Below are records; count the lines among them that include the string "next", and state only the number.

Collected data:
..........
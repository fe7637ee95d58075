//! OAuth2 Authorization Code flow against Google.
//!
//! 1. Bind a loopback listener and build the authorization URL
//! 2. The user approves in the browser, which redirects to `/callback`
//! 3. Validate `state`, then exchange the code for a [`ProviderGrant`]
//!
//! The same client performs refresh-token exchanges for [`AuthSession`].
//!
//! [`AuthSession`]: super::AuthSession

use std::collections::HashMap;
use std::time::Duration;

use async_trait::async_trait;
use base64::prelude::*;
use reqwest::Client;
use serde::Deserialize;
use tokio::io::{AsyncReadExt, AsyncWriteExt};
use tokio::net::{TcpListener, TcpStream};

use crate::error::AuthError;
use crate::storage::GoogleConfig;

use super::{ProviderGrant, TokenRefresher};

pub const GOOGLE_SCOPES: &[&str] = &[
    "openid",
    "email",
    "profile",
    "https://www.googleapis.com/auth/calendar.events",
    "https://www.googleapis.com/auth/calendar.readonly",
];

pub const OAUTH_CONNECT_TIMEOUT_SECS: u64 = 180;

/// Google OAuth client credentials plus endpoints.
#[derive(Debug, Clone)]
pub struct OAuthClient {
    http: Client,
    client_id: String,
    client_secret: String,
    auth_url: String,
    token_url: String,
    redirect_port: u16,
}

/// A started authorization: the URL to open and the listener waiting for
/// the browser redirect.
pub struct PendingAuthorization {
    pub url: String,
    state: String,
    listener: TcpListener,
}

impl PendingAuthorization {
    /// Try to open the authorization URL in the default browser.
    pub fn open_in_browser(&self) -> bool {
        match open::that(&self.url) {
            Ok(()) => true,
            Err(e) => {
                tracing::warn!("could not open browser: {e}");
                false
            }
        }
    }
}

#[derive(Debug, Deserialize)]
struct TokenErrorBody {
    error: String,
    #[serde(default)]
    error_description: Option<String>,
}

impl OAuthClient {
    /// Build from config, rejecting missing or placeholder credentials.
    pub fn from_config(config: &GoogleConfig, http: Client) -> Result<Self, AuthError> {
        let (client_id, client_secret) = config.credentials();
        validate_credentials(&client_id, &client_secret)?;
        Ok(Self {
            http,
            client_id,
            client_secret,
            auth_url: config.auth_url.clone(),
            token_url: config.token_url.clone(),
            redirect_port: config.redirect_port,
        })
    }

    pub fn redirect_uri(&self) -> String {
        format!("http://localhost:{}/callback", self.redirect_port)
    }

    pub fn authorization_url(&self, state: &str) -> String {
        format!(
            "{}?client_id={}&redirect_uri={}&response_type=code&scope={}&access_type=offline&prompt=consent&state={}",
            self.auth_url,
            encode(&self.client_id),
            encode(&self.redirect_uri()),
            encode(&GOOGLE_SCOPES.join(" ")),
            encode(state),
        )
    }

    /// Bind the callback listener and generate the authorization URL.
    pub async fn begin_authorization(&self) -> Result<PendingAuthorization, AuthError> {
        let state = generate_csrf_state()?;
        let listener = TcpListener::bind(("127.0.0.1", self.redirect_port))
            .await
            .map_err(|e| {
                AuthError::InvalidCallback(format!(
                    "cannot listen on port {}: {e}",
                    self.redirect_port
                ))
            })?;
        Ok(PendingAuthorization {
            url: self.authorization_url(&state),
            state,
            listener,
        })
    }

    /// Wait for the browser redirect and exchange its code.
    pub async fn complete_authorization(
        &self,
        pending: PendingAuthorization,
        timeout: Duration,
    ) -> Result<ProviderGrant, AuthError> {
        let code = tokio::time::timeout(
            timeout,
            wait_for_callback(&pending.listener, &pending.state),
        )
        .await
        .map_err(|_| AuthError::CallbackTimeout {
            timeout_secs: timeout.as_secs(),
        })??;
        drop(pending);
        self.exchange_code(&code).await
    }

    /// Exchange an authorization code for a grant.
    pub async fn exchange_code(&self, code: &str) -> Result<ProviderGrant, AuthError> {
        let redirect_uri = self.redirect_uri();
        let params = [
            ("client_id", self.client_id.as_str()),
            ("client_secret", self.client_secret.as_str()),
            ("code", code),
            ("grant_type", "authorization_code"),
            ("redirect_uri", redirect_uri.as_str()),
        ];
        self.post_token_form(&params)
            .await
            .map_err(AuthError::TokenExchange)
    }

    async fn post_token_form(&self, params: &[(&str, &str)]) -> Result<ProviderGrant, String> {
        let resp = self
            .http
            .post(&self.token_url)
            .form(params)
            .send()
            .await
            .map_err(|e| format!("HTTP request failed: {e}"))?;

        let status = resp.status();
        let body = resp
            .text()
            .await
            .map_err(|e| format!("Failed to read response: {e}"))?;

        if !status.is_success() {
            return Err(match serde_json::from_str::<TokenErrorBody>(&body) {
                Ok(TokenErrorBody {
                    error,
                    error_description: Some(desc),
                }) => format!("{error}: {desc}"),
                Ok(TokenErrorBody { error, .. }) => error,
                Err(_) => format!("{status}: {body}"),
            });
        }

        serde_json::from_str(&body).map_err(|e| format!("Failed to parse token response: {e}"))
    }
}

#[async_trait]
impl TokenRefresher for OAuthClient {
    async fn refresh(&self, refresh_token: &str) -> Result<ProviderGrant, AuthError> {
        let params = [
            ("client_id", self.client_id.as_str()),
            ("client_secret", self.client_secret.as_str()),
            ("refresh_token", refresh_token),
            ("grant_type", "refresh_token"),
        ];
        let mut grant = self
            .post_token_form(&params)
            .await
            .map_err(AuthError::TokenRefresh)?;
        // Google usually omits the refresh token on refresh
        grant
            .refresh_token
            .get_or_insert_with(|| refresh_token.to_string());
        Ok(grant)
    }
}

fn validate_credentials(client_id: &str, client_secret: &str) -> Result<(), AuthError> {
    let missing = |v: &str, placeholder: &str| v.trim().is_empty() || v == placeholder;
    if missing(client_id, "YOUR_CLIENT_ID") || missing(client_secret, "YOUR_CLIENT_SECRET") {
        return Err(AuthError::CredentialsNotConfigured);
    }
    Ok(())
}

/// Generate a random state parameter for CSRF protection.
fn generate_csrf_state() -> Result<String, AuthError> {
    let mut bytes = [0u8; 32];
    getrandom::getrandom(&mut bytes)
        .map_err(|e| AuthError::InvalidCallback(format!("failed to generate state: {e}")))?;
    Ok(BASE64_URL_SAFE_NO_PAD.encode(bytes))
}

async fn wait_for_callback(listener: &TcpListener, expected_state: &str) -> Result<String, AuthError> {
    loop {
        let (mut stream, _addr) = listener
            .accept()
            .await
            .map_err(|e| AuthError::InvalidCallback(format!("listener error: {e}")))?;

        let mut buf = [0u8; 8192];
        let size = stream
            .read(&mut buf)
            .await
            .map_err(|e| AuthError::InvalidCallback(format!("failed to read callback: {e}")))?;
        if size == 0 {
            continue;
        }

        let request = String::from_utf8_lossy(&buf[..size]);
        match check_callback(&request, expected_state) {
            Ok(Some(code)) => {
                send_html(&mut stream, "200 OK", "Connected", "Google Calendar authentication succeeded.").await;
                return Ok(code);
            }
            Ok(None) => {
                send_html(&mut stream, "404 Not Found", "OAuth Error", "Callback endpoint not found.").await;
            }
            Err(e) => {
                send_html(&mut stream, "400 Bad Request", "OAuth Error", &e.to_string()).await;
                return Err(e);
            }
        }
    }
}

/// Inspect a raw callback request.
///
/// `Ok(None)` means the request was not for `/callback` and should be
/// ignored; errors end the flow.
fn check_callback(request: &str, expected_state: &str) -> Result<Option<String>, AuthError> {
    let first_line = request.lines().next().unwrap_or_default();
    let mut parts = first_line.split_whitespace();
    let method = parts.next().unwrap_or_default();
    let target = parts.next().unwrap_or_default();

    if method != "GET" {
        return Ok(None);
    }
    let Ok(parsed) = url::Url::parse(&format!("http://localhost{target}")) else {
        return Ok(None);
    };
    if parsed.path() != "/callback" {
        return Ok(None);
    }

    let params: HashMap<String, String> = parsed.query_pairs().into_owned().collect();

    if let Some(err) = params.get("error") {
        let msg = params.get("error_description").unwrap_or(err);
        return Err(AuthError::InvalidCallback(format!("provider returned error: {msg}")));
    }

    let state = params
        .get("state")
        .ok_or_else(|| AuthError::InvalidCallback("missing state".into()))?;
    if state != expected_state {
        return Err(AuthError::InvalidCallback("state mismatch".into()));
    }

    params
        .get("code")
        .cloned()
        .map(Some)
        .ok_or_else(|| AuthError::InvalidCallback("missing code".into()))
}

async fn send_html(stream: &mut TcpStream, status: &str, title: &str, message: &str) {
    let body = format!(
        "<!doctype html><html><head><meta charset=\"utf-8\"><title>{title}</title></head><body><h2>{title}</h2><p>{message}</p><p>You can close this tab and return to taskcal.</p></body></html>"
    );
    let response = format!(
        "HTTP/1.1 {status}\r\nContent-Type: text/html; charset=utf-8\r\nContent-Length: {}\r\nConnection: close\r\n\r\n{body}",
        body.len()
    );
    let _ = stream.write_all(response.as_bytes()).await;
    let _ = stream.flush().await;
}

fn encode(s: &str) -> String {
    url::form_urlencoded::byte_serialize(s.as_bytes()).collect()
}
..........
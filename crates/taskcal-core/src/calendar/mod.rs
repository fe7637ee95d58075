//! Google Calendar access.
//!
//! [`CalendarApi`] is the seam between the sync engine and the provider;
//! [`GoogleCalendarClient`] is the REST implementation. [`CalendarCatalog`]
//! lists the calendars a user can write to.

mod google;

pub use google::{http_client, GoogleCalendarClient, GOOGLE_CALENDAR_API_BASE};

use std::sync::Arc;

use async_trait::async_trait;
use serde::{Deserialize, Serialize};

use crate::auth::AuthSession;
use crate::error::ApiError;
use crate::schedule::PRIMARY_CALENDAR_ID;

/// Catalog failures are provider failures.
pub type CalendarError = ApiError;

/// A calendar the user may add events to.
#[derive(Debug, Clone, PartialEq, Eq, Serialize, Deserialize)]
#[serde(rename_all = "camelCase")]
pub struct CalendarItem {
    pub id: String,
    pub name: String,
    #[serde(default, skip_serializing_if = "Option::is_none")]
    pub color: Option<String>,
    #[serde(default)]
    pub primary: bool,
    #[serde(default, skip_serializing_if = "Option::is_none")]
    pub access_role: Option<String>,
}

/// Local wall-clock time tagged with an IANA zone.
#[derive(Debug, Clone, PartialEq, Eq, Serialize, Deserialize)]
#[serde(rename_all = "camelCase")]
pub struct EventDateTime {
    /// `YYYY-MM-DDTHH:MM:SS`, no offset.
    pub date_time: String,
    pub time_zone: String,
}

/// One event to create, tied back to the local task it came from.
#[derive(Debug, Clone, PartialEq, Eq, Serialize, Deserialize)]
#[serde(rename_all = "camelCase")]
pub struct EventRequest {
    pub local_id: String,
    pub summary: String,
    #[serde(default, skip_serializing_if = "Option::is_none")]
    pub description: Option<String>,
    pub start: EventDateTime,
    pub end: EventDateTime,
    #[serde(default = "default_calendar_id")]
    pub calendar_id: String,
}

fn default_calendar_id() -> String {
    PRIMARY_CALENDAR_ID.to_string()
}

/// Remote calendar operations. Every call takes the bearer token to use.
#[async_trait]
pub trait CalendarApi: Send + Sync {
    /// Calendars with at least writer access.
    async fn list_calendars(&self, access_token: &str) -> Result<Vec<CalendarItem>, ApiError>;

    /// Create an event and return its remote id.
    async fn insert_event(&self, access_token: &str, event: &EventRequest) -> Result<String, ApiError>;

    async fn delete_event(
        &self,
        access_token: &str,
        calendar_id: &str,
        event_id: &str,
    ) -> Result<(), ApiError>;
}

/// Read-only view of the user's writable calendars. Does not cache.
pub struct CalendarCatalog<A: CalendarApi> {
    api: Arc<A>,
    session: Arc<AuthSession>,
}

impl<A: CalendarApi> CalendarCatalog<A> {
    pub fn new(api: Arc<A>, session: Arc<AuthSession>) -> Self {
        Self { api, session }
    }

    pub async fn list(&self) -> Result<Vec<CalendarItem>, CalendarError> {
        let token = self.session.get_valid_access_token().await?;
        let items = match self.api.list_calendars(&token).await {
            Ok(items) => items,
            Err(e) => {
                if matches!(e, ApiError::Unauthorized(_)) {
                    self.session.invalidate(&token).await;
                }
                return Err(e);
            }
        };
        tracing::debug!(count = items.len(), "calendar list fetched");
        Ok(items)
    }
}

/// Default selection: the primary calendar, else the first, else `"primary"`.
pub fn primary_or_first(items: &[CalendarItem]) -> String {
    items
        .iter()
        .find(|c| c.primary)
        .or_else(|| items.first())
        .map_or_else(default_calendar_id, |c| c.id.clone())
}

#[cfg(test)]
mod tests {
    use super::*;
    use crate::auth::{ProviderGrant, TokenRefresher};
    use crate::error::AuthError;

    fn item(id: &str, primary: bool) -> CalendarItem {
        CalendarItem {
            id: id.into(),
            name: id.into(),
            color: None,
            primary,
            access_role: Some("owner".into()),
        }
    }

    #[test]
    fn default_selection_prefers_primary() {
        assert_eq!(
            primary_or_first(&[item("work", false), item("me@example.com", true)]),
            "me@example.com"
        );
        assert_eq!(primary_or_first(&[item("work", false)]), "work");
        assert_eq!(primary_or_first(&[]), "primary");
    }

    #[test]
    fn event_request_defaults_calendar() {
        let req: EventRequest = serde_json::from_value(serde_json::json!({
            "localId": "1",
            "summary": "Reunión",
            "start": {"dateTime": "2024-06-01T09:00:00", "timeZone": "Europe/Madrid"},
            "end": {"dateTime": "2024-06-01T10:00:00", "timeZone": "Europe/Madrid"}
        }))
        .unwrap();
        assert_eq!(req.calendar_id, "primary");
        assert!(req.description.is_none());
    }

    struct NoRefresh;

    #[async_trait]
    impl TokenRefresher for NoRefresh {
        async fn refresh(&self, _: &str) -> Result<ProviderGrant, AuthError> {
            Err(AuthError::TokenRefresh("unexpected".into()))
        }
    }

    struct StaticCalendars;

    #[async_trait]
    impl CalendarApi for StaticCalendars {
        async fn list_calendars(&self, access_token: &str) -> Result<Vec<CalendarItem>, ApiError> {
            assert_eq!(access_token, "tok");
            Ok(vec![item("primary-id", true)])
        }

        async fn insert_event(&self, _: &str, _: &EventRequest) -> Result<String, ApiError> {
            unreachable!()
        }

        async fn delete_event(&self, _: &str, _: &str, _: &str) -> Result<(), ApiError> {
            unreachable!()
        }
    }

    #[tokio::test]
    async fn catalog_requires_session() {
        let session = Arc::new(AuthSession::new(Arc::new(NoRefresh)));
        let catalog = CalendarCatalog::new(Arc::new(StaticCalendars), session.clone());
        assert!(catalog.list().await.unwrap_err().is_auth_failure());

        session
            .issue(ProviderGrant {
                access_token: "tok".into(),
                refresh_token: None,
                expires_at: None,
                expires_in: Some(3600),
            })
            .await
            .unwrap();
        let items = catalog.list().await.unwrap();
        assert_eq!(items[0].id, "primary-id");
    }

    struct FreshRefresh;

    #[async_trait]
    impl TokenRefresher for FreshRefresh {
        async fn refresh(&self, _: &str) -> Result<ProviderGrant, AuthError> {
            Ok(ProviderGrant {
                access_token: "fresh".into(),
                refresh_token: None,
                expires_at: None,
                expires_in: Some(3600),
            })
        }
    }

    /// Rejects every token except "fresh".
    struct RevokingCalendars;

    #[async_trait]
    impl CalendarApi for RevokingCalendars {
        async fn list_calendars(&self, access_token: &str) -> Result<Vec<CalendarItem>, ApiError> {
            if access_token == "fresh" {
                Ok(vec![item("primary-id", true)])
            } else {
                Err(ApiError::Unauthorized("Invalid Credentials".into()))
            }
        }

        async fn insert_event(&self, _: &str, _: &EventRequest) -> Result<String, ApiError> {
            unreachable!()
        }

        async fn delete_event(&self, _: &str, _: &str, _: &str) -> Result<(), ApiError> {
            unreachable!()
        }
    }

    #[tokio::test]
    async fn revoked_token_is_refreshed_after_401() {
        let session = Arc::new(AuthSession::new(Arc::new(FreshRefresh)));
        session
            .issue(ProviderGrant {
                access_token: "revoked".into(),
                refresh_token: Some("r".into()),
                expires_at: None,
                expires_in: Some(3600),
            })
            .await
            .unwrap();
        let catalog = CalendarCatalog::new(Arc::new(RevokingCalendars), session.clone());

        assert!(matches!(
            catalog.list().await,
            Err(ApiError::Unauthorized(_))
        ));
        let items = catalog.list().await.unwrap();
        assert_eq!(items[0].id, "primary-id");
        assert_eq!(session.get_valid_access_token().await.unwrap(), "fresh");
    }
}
..........
> **Result of the exercise**
3